● Task objective: Please copy out each line of the entries in which "crates" appears.
*** Block opens ***
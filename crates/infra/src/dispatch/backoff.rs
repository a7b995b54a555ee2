//! Backoff clock and retry bound.

use std::time::Duration;

use serde::{Deserialize, Serialize};

/// Retry policy configuration.
///
/// Exponential, no jitter, no cap: the retry bound is what limits the total wait.
#[derive(Debug, Clone, PartialEq, Eq, Serialize, Deserialize)]
pub struct RetryPolicy {
    /// Maximum number of attempts, first one included.
    pub max_attempts: u32,
    /// Delay after the first failed attempt.
    pub base_delay: Duration,
}

impl Default for RetryPolicy {
    fn default() -> Self {
        Self {
            max_attempts: 5,
            base_delay: Duration::from_secs(1),
        }
    }
}

impl RetryPolicy {
    pub fn exponential(max_attempts: u32, base_delay: Duration) -> Self {
        Self {
            max_attempts,
            base_delay,
        }
    }

    /// Delay to wait after attempt number `attempt` (1-indexed) failed: `base * 2^(attempt-1)`.
    pub fn delay_for_attempt(&self, attempt: u32) -> Duration {
        if attempt == 0 {
            return Duration::ZERO;
        }
        let factor = 1u32.checked_shl(attempt - 1).unwrap_or(u32::MAX);
        self.base_delay.saturating_mul(factor)
    }

    /// Check if another attempt is allowed after `attempt` failed.
    pub fn should_retry(&self, attempt: u32) -> bool {
        attempt < self.max_attempts
    }
}
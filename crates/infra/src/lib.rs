//! Infrastructure layer: dispatch lane, remote ledger transport, record source,
//! configuration, and the run orchestrator that ties them together.

pub mod config;
pub mod dispatch;
pub mod omie;
pub mod source;
pub mod sync;

pub use config::{AppConfig, ConfigError, OmieConfig, SourceConfig};
pub use dispatch::{CallOutcome, CallTask, Dispatcher, DispatcherConfig};
pub use omie::{InMemoryLedger, LedgerTransport, OmieHttpClient, TransportError};
pub use source::{InMemoryRecordSource, PostgresRecordSource, RecordSource, SourceError};
pub use sync::{RunStatus, RunSummary, SyncError, SyncRunner};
*** Block closes ***
● Result:
filename crates/infra/src/dispatch/backoff.rs
filename crates/infra/src/lib.rs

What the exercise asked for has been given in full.